Sunday 15 September 2019

Daniel McDonnell: 'Drawn-out nature of Rice international saga is doing none of the affected parties any favours'

 

Declan Rice’s slow exit is adding insult to injury. Photo by Stu Forster/Getty Images
Declan Rice’s slow exit is adding insult to injury. Photo by Stu Forster/Getty Images
Daniel McDonnell

Daniel McDonnell

Another day, and another bout of hand-wringing surrounding the international future of Declan Rice.

And yet, the sense lingers that there are legs in this saga yet, even if there's a feeling of inevitability about how it all might play out.

Next Tuesday, Martin O'Neill will name his squad for the November games with Northern Ireland and Denmark and it would appear that confirmation on Rice's intentions before then is unlikely.

Certainly, the FAI are not expecting it at this point.

Late on Tuesday evening, fresh reports emerged from the UK stating that the teenager was committing to England after another meeting with Gareth Southgate.

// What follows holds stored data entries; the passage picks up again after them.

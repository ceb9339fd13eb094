//! Print the OpenAPI document as JSON.

use std::io::Write;

use geocache::doc::ApiDoc;
use utoipa::OpenApi;

fn main() -> color_eyre::Result<()> {
    color_eyre::install()?;
    let json = ApiDoc::openapi().to_pretty_json()?;
    let mut stdout = std::io::stdout().lock();
    writeln!(stdout, "{json}")?;
    Ok(())
}
//! Profile endpoints.
//!
//! ```text
//! POST /add_user?_signature=…  {"first_name":"Ada","last_name":"Lovelace","email":"ada@example.com"}
//! POST /getUser                {"id":1}
//! GET  /load_profile_details
//! ```

use actix_web::{HttpResponse, get, post, web};

use crate::domain::{ApiResult, Error, ProfileDraft, UserId};
use crate::inbound::http::cache_control::private_no_cache_header;
use crate::inbound::http::dto::{IdRequest, NewUserRequest, ProfileResponse, UserResponse};
use crate::inbound::http::session::SessionContext;
use crate::inbound::http::state::HttpState;
use crate::inbound::http::url_signer::SignedSession;

/// Register a profile for the logged-in account.
#[utoipa::path(
    post,
    path = "/add_user",
    request_body = NewUserRequest,
    responses(
        (status = 201, description = "Profile created", body = UserResponse),
        (status = 400, description = "Invalid profile", body = Error),
        (status = 401, description = "Not logged in", body = Error),
        (status = 403, description = "Missing or invalid signature", body = Error),
        (status = 409, description = "Account already registered", body = Error)
    ),
    tags = ["users"],
    operation_id = "addUser"
)]
#[post("/add_user")]
pub async fn add_user(
    signed: SignedSession,
    state: web::Data<HttpState>,
    payload: web::Json<NewUserRequest>,
) -> ApiResult<HttpResponse> {
    let account = signed.session().require_account()?;
    let draft = ProfileDraft::try_from(payload.into_inner())?;
    let profile = state.profile_commands.register(&account, draft).await?;
    Ok(HttpResponse::Created().json(UserResponse {
        user: Some(profile.into()),
    }))
}

/// Look up a profile by id; `{"user": null}` when it does not exist.
#[utoipa::path(
    post,
    path = "/getUser",
    request_body = IdRequest,
    responses((status = 200, description = "Profile or null", body = UserResponse)),
    tags = ["users"],
    operation_id = "getUser",
    security([])
)]
#[post("/getUser")]
pub async fn get_user(
    state: web::Data<HttpState>,
    payload: web::Json<IdRequest>,
) -> ApiResult<web::Json<UserResponse>> {
    let user = state.profiles.find_user(UserId::new(payload.id)).await?;
    Ok(web::Json(UserResponse {
        user: user.map(Into::into),
    }))
}

/// The caller's profile with its admin flag.
#[utoipa::path(
    get,
    path = "/load_profile_details",
    responses(
        (status = 200, description = "Profile", body = ProfileResponse),
        (status = 401, description = "Not logged in", body = Error),
        (status = 404, description = "Account not registered", body = Error)
    ),
    tags = ["users"],
    operation_id = "loadProfileDetails"
)]
#[get("/load_profile_details")]
pub async fn load_profile_details(
    state: web::Data<HttpState>,
    session: SessionContext,
) -> ApiResult<HttpResponse> {
    let account = session.require_account()?;
    let details = state.profiles.details(&account).await?;
    Ok(HttpResponse::Ok()
        .insert_header(private_no_cache_header())
        .json(ProfileResponse {
            profile: details.into(),
        }))
}
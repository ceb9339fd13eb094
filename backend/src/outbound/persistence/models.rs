//! Internal Diesel row structs for database operations.
//!
//! These types are implementation details of the persistence layer and never
//! leave it. Conversions into domain types live next to the row they read.

use chrono::{DateTime, Utc};
use diesel::prelude::*;
use uuid::Uuid;

use crate::domain::{
    AccountId, Cache, CacheId, CacheStatus, CacheValidationError, Coordinates, DiscoveryLog,
    LogId, NewCache, Rating, RatingKind, UserId, UserProfile,
};

use super::schema::{bookmarks, caches, logs, users};

/// Row struct for reading from the users table.
#[derive(Debug, Clone, Queryable, Selectable)]
#[diesel(table_name = users)]
#[diesel(check_for_backend(diesel::pg::Pg))]
pub(crate) struct UserRow {
    pub id: i64,
    pub account_id: Uuid,
    pub first_name: String,
    pub last_name: String,
    pub user_email: String,
}

impl From<UserRow> for UserProfile {
    fn from(row: UserRow) -> Self {
        Self {
            id: UserId::new(row.id),
            account_id: AccountId::from_uuid(row.account_id),
            first_name: row.first_name,
            last_name: row.last_name,
            email: row.user_email,
        }
    }
}

/// Insertable struct for registering a profile.
#[derive(Debug, Clone, Insertable)]
#[diesel(table_name = users)]
pub(crate) struct NewUserRow<'a> {
    pub account_id: Uuid,
    pub first_name: &'a str,
    pub last_name: &'a str,
    pub user_email: &'a str,
}

/// Row struct for reading from the caches table.
#[derive(Debug, Clone, Queryable, Selectable)]
#[diesel(table_name = caches)]
#[diesel(check_for_backend(diesel::pg::Pg))]
pub(crate) struct CacheRow {
    pub id: i64,
    pub cache_name: String,
    pub lat: f64,
    pub long: f64,
    pub description: String,
    pub hint: String,
    pub author: i64,
    pub creation_date: DateTime<Utc>,
    pub difficulty: i16,
    pub terrain: i16,
    pub size: i16,
    pub valid: bool,
}

impl TryFrom<CacheRow> for Cache {
    type Error = String;

    fn try_from(row: CacheRow) -> Result<Self, Self::Error> {
        let id = row.id;
        let invalid =
            |err: CacheValidationError| format!("cache {id} holds invalid data: {err}");
        Ok(Self {
            id: CacheId::new(id),
            coordinates: Coordinates::try_new(row.lat, row.long).map_err(invalid)?,
            difficulty: Rating::try_new(RatingKind::Difficulty, row.difficulty.into())
                .map_err(invalid)?,
            terrain: Rating::try_new(RatingKind::Terrain, row.terrain.into()).map_err(invalid)?,
            size: Rating::try_new(RatingKind::Size, row.size.into()).map_err(invalid)?,
            name: row.cache_name,
            description: row.description,
            hint: row.hint,
            author: UserId::new(row.author),
            created_at: row.creation_date,
            status: CacheStatus::from_valid(row.valid),
        })
    }
}

/// Insertable struct for storing a suggested or seeded cache.
#[derive(Debug, Clone, Insertable)]
#[diesel(table_name = caches)]
pub(crate) struct NewCacheRow<'a> {
    pub cache_name: &'a str,
    pub lat: f64,
    pub long: f64,
    pub description: &'a str,
    pub hint: &'a str,
    pub author: i64,
    pub creation_date: DateTime<Utc>,
    pub difficulty: i16,
    pub terrain: i16,
    pub size: i16,
    pub valid: bool,
}

impl<'a> From<&'a NewCache> for NewCacheRow<'a> {
    fn from(new: &'a NewCache) -> Self {
        let draft = &new.draft;
        Self {
            cache_name: draft.name(),
            lat: draft.coordinates().lat(),
            long: draft.coordinates().long(),
            description: draft.description(),
            hint: draft.hint(),
            author: new.author.get(),
            creation_date: new.created_at,
            difficulty: draft.difficulty().get().into(),
            terrain: draft.terrain().get().into(),
            size: draft.size().get().into(),
            valid: new.status.is_approved(),
        }
    }
}

/// Row struct for reading from the logs table.
#[derive(Debug, Clone, Queryable, Selectable)]
#[diesel(table_name = logs)]
#[diesel(check_for_backend(diesel::pg::Pg))]
pub(crate) struct LogRow {
    pub id: i64,
    pub logger: i64,
    pub cache: i64,
    pub discover_date: DateTime<Utc>,
}

impl From<LogRow> for DiscoveryLog {
    fn from(row: LogRow) -> Self {
        Self {
            id: LogId::new(row.id),
            logger: UserId::new(row.logger),
            cache: CacheId::new(row.cache),
            discovered_at: row.discover_date,
        }
    }
}

/// Insertable struct for appending a discovery log.
#[derive(Debug, Clone, Insertable)]
#[diesel(table_name = logs)]
pub(crate) struct NewLogRow {
    pub logger: i64,
    pub cache: i64,
    pub discover_date: DateTime<Utc>,
}

/// Insertable struct for creating a bookmark pair.
#[derive(Debug, Clone, Insertable)]
#[diesel(table_name = bookmarks)]
pub(crate) struct NewBookmarkRow {
    pub user_id: i64,
    pub cache_id: i64,
}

We've been down this road before to an extent; with O'Neill tackled at his last squad announcement after a definitive Sky Sports announcement that Rice was declaring for the country of his birth.

The player's decision to like an FAI tweet suggesting he was undecided - the consistent point made by O'Neill beforehand - added another layer to the circus.

It's getting very tiresome now, and every new story hinting at a conclusion brings the same range of responses; Is he really gone? Could the FAI have done more? Is this about the money?

For some Irish fans, it's a trigger to post on social media in the range of the teenager; that's one way of pushing a player off the fence.

The story has hung over the autumn and into winter and we are now at the point where the next definitive statement really needs to come from the player because nobody is emerging from this process with credit.

There are two ways of looking at the length of time he is taking to deliberate before going public with his verdict.

On one hand, there's an argument that it proves he is really torn; Séamus Coleman did come out strongly to state he felt Rice was genuine when he spoke about what his senior caps for Ireland meant to him and his family.

On the flip side of that, we have the collateral damage created by this delay - especially if his ultimate call is go for England.

O'Neill has been very careful to play it cool in public when speaking about Rice.

Yet for the Irish manager, this issue has spread across three different international windows and it's only seeking to develop further theories about the reasons why Rice might want to go.

The player and his father told O'Neill that Roy Keane's spat with Harry Arter was not a factor.

Now, there's a growing viewpoint that the blame lies at the door of the Irish boss because he didn't give Rice a cap in the World Cup qualifier with Moldova last October. At that stage, he'd made four league appearances for West Ham.

The late sub in that must-win qualifier which drew a massive cheer from the crowd was a debut for Sean Maguire; bringing in Rice for a cameo would have been fantastic in hindsight - but it's a flawed argument.

Yes, perhaps management should have foreseen how good he was about to become. The same could be said for Maguire around six months earlier. Yet players know the rules; they're not daft. That cynical exercise may just have brought forward Rice's hiatus.

Gareth Southgate duly pounced to plant the seed of doubt, even though there are people within the English FA who hold high hopes for players coming through who might be long-term competition.

The FAI have done their bit of poaching too so there's no moral high ground to reside upon here.

But if Rice is really planning to say goodbye to Ireland - and there's still a bit of an 'if' here - the slow exit is adding insult to injury.